TASK GOAL: Lines from the line with "Self::with_url(client, COINGECKO_PRICE_URL)" to the line with "impl PriceFeed for" in the entries below, and only those, must be output exactly, with both ends included.

Stored data:
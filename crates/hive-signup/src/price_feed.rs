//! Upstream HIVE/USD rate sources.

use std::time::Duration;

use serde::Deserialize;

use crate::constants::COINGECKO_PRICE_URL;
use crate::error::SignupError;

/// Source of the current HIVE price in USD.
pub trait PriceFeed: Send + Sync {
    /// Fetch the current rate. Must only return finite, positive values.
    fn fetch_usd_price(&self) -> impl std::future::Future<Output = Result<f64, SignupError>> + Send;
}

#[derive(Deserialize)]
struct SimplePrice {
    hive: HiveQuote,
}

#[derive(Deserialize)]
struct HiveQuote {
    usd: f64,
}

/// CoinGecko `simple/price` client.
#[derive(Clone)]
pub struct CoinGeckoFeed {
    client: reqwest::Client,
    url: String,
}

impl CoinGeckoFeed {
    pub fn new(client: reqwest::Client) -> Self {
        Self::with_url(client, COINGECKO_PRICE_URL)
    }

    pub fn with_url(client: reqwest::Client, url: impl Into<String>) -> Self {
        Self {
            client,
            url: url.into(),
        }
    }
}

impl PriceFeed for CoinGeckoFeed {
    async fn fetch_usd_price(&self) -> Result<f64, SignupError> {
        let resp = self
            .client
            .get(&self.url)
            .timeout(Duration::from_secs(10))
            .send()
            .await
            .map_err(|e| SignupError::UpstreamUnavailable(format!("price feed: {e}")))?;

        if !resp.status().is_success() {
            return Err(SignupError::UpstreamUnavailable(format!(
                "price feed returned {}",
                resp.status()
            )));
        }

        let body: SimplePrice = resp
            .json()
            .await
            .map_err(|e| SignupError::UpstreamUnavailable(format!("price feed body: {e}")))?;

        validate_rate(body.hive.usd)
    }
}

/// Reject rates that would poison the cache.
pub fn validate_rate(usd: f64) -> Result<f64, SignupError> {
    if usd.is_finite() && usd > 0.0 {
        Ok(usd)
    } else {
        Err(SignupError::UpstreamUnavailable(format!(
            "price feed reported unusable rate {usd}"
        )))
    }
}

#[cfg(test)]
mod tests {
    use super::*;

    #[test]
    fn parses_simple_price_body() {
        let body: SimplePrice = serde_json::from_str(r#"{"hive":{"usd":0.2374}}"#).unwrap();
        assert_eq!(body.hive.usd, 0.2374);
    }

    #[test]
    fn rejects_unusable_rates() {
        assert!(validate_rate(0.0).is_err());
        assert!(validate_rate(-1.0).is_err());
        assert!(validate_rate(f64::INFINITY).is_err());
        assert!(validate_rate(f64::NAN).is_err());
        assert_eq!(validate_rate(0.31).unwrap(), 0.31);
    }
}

RESPONSE TO THIS TASK:
        Self::with_url(client, COINGECKO_PRICE_URL)
    }

    pub fn with_url(client: reqwest::Client, url: impl Into<String>) -> Self {
        Self {
            client,
            url: url.into(),
        }
    }
}

impl PriceFeed for CoinGeckoFeed {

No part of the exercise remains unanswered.